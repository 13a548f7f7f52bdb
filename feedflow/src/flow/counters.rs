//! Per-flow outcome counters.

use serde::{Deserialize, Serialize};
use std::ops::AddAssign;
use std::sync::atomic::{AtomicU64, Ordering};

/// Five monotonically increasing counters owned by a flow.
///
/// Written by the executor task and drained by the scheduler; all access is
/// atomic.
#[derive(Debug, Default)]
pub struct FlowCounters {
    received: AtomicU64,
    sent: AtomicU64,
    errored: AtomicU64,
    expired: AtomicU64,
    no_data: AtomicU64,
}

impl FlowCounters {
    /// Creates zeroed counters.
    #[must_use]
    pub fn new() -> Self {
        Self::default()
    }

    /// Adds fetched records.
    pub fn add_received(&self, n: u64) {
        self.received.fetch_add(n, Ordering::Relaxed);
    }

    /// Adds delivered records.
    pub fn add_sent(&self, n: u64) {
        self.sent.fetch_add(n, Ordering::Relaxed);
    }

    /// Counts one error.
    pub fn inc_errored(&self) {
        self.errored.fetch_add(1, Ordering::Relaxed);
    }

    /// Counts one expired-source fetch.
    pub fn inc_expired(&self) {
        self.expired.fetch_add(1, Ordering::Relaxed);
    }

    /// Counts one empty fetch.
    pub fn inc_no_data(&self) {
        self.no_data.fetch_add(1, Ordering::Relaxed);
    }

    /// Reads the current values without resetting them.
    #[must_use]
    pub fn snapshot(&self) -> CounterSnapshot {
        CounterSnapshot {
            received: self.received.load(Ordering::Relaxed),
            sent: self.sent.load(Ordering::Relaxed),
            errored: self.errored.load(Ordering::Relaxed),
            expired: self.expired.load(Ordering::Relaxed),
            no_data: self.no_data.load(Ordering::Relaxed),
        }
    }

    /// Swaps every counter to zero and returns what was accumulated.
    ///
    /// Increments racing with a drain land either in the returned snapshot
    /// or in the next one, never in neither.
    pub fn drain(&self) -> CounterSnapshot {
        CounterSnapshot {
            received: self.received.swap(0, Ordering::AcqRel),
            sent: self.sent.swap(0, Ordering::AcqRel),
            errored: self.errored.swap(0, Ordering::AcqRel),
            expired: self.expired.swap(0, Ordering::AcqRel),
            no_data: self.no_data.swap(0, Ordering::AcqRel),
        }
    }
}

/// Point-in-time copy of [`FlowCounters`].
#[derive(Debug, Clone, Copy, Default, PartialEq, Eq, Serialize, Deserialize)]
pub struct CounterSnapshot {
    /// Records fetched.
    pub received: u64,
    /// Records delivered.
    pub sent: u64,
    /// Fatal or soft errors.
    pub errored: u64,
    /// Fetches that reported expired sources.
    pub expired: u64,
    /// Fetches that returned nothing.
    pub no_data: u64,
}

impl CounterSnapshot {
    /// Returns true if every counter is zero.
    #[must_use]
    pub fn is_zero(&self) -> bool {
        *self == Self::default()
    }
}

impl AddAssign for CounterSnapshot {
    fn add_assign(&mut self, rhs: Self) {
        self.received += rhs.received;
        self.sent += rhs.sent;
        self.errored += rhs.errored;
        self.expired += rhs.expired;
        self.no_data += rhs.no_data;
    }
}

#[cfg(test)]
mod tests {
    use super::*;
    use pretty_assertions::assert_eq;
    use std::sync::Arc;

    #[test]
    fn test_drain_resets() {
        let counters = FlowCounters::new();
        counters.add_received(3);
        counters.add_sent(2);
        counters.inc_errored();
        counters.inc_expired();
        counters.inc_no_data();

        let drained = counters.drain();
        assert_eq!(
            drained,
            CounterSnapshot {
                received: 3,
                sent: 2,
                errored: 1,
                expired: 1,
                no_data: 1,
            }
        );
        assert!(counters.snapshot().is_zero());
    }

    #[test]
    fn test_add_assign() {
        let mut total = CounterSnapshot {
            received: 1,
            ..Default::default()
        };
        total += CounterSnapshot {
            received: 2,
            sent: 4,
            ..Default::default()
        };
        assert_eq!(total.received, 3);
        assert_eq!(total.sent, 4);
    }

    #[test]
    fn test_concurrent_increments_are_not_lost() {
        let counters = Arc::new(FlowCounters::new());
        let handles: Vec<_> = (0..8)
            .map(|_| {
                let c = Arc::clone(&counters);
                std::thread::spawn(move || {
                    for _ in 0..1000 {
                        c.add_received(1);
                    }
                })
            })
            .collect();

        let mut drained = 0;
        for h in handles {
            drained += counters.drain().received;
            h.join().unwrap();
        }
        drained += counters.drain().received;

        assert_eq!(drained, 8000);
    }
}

-=-=-

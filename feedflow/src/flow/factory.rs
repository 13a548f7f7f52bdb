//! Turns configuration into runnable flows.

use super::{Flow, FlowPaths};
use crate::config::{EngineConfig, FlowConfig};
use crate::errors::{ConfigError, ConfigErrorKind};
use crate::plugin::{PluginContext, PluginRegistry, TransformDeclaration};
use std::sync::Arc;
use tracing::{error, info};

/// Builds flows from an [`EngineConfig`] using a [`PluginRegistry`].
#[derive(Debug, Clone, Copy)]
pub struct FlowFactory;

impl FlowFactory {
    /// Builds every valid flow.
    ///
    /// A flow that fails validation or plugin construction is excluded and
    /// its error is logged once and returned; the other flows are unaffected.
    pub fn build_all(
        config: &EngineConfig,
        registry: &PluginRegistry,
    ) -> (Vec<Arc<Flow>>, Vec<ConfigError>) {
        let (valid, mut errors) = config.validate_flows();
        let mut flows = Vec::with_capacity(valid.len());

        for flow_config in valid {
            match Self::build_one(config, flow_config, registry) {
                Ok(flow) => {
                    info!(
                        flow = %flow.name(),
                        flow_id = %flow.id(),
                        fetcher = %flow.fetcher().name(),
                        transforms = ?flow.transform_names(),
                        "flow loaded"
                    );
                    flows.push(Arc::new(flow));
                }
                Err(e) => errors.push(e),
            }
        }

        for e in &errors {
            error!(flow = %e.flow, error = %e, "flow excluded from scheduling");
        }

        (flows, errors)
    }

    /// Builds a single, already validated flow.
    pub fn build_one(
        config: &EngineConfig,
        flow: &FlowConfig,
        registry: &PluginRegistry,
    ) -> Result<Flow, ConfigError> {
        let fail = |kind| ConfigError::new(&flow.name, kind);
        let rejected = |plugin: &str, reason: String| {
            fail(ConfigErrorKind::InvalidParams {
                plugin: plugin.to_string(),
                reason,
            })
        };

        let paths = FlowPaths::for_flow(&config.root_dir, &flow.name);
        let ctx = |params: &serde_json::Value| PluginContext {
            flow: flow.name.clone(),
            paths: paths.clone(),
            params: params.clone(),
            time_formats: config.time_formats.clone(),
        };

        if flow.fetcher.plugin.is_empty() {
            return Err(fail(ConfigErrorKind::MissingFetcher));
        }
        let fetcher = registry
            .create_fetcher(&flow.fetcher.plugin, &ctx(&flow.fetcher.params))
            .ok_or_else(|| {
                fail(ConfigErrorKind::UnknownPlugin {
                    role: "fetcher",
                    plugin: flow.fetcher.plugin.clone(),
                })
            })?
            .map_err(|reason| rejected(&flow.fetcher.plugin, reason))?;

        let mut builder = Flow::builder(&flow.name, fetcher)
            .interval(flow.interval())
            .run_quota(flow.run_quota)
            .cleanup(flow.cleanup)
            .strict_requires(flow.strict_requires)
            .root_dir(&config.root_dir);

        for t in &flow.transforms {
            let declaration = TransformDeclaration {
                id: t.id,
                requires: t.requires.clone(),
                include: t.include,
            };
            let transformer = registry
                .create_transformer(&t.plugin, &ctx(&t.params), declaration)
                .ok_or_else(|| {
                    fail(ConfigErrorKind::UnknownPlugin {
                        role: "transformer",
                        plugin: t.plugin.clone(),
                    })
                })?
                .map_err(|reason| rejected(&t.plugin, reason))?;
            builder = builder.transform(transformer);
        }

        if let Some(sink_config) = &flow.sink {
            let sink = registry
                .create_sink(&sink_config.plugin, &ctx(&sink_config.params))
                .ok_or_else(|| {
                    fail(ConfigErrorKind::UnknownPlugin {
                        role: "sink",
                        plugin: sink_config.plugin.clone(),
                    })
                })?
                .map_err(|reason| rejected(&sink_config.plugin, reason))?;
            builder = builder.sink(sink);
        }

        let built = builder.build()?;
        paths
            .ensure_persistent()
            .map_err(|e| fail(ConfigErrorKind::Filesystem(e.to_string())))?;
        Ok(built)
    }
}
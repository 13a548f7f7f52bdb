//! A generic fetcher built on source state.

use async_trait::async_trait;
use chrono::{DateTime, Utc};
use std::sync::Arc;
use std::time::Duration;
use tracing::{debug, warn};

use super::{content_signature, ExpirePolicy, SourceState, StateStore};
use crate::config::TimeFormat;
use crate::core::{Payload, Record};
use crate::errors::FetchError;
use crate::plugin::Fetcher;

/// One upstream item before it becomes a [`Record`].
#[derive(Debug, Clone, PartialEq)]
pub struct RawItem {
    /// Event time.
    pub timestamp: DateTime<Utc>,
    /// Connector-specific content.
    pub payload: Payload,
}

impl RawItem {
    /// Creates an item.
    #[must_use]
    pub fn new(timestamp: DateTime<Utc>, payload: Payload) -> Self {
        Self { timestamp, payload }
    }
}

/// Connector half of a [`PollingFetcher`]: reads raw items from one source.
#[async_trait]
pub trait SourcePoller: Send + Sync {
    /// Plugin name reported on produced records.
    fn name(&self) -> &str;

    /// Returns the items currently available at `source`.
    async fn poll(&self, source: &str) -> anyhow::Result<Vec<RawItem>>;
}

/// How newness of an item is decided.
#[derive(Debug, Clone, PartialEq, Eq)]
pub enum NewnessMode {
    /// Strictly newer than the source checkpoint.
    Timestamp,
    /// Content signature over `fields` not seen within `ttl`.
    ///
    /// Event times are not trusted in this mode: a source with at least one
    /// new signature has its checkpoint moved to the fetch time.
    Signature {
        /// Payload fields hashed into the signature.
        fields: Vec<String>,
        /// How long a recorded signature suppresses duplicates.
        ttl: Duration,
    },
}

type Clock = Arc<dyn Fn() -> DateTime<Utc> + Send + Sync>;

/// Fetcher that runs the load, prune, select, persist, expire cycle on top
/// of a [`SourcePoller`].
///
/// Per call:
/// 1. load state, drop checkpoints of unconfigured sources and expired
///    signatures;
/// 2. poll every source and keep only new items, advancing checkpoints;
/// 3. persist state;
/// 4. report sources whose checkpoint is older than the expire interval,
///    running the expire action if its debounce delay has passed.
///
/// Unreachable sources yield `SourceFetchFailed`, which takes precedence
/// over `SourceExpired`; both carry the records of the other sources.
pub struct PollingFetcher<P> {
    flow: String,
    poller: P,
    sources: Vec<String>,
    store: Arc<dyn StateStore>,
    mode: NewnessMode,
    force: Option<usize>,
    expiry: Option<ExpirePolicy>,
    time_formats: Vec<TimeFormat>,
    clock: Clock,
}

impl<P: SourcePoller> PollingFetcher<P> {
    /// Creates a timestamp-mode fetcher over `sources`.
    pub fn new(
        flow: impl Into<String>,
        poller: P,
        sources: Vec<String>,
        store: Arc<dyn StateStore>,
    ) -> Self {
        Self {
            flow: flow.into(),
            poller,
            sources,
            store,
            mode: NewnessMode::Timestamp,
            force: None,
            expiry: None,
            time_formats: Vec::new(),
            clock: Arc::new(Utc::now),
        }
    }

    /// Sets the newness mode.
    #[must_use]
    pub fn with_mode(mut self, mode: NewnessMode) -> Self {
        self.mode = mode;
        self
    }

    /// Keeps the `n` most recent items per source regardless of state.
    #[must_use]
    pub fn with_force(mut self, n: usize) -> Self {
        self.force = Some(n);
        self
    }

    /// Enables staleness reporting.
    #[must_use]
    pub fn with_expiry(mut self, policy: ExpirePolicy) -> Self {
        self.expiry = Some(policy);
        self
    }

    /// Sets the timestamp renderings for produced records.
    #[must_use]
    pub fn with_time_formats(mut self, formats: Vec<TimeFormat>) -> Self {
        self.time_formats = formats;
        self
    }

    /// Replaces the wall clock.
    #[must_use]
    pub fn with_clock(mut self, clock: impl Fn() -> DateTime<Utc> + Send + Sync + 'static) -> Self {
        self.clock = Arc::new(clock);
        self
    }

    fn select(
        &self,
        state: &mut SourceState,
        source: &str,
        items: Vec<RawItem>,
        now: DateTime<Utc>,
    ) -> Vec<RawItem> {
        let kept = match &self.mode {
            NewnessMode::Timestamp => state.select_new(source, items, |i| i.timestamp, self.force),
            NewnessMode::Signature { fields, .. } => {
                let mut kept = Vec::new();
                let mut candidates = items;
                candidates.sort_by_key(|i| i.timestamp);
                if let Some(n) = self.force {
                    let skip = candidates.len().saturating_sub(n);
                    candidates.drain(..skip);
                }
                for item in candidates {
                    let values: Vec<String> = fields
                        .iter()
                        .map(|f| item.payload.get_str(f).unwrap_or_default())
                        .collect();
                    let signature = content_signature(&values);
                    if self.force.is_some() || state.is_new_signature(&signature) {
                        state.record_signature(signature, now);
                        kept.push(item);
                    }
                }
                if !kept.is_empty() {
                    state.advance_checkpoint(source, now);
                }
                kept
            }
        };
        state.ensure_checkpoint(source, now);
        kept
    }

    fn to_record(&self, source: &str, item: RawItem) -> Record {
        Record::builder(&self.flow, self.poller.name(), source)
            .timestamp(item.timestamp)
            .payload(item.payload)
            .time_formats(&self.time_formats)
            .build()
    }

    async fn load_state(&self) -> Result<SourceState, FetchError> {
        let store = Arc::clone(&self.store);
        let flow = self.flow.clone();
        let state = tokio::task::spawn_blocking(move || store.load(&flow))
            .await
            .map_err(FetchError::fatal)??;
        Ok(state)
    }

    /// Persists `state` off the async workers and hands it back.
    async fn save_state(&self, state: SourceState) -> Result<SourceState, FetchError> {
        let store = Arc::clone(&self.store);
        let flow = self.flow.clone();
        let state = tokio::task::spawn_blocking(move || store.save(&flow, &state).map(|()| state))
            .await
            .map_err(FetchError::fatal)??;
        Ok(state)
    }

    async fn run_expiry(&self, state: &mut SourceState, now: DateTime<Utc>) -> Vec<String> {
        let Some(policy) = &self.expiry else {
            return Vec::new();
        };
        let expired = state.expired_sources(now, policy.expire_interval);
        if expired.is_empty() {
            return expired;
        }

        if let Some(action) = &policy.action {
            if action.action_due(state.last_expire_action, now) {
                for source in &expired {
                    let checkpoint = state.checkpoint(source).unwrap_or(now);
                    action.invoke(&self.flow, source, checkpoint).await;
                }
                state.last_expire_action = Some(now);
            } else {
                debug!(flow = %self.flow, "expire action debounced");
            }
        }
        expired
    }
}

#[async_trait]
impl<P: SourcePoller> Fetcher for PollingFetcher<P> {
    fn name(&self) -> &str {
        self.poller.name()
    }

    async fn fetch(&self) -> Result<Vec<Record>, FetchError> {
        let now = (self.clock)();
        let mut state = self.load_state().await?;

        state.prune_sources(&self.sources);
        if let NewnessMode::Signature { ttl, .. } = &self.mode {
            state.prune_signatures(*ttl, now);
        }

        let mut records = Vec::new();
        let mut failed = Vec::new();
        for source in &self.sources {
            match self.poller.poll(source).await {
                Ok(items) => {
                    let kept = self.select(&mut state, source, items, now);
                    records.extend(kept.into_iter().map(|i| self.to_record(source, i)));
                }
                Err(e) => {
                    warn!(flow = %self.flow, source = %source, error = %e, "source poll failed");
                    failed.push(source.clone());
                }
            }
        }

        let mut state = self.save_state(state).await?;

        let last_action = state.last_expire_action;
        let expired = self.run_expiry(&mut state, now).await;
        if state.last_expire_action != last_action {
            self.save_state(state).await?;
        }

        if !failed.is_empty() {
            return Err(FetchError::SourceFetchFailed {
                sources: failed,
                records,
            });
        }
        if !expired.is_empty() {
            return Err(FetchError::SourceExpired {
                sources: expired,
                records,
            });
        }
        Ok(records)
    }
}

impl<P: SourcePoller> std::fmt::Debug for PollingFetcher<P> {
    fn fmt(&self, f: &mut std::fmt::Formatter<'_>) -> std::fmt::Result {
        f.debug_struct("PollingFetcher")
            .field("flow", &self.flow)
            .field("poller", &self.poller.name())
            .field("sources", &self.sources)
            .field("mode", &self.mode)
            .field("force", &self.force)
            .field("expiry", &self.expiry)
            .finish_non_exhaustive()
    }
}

-=-=-

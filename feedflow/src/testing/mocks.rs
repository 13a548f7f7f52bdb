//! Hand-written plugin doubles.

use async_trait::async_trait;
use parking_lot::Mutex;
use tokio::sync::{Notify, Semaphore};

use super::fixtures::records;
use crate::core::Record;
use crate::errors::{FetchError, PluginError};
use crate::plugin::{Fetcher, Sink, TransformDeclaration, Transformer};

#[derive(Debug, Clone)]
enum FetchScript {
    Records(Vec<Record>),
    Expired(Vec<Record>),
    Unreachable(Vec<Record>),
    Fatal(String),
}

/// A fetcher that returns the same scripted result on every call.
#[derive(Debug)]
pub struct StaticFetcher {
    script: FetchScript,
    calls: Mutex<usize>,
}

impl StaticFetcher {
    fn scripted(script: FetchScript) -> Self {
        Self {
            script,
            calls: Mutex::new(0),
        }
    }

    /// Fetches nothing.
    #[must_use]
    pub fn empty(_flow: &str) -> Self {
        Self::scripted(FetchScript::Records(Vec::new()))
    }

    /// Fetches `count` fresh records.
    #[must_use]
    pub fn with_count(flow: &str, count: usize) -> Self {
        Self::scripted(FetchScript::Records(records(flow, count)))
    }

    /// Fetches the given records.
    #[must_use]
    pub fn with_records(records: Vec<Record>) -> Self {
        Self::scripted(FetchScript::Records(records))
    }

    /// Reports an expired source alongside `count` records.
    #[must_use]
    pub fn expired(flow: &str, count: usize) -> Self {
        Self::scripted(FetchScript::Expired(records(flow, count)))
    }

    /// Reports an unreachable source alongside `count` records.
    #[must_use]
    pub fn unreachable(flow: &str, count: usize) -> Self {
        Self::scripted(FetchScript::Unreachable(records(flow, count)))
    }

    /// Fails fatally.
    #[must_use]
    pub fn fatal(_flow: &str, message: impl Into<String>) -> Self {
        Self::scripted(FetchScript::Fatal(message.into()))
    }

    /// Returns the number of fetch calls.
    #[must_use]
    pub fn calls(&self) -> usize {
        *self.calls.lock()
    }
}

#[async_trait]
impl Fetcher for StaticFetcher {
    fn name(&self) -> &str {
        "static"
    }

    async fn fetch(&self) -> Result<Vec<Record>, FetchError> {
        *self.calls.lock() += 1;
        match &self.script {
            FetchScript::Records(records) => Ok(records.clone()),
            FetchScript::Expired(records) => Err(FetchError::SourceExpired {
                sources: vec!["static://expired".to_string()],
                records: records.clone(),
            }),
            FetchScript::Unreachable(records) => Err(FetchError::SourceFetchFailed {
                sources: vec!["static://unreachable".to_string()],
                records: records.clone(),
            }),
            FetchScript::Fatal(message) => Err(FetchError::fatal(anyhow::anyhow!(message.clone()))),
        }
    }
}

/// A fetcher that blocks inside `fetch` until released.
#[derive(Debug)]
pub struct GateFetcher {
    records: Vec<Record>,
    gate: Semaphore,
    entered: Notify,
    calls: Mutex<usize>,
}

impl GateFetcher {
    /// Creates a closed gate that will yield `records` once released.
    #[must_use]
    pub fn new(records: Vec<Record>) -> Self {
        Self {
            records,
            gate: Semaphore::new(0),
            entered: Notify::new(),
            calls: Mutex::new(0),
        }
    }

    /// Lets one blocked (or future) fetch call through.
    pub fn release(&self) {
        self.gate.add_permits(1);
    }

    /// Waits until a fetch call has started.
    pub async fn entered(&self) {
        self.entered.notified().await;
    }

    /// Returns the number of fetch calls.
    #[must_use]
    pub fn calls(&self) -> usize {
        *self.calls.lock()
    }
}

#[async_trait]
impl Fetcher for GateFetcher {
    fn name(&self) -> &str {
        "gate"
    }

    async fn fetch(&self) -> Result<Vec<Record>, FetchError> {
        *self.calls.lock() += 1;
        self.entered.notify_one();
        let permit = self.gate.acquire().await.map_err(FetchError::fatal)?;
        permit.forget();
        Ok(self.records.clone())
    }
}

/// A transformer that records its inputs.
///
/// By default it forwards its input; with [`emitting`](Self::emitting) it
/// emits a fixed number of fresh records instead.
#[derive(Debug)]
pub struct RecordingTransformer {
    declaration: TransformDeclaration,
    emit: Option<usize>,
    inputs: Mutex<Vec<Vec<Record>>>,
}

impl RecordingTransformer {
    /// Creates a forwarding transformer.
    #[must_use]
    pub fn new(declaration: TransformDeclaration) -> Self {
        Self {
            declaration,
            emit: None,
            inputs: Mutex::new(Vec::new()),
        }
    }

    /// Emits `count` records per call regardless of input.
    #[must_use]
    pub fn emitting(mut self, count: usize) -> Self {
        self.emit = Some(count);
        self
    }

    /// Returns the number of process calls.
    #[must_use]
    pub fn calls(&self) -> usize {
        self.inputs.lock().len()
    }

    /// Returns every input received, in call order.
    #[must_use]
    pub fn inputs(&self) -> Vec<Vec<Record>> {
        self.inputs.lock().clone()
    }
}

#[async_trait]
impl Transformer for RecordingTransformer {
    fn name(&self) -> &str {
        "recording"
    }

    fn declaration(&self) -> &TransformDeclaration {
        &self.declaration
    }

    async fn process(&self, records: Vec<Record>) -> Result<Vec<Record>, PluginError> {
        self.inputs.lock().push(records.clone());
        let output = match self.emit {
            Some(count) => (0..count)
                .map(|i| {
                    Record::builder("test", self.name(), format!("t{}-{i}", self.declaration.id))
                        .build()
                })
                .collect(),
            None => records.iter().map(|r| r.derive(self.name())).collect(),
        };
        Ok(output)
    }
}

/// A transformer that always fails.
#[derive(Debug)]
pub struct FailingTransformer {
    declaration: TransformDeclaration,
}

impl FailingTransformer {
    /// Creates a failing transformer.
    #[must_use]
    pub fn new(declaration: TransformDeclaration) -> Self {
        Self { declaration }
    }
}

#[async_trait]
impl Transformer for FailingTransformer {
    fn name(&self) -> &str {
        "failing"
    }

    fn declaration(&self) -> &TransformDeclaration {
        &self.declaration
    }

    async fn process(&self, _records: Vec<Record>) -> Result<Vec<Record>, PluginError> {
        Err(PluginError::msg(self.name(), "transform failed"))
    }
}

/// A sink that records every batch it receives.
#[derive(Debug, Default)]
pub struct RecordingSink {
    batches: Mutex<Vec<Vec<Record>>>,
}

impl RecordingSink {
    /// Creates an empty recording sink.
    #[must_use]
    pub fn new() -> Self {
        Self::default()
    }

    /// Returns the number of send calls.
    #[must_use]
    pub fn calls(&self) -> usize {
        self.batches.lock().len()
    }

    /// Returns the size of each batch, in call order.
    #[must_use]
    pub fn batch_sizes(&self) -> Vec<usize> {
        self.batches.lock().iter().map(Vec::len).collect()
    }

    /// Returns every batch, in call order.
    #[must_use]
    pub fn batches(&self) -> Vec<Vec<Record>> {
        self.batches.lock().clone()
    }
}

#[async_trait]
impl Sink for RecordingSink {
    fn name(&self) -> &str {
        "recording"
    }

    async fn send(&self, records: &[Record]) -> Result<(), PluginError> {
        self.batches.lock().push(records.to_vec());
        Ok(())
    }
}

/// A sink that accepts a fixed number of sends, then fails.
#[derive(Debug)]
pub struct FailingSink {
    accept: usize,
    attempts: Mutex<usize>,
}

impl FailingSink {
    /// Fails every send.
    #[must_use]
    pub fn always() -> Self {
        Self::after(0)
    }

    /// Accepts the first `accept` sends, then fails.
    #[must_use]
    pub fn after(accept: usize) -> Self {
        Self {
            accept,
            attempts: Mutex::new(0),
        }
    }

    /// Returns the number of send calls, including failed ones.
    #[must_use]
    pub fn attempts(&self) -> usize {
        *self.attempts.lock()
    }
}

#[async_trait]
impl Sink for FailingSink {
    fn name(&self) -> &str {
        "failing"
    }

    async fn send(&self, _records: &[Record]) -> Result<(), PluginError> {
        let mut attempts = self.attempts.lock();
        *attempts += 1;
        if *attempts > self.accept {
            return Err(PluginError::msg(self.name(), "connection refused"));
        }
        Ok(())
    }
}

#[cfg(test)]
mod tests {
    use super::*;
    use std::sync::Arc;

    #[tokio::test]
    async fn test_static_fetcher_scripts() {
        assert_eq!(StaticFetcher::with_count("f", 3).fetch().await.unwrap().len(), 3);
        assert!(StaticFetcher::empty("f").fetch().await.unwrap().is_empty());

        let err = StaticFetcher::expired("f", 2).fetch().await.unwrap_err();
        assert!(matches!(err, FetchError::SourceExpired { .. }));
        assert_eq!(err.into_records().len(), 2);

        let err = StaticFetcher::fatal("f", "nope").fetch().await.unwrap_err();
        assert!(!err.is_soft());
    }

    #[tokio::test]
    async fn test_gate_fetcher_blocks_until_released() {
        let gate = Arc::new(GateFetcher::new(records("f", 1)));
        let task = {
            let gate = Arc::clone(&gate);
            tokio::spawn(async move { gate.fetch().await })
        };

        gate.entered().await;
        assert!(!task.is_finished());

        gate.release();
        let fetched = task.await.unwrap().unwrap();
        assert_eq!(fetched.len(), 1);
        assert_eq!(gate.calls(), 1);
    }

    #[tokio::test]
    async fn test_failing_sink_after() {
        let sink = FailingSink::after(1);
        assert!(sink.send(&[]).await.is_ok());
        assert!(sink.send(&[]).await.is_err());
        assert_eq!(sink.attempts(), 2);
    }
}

-=-=-

▶ Your instructions
Count the lines in the material containing the string "items", and state the number with nothing added.

▶ Response to the exercise
9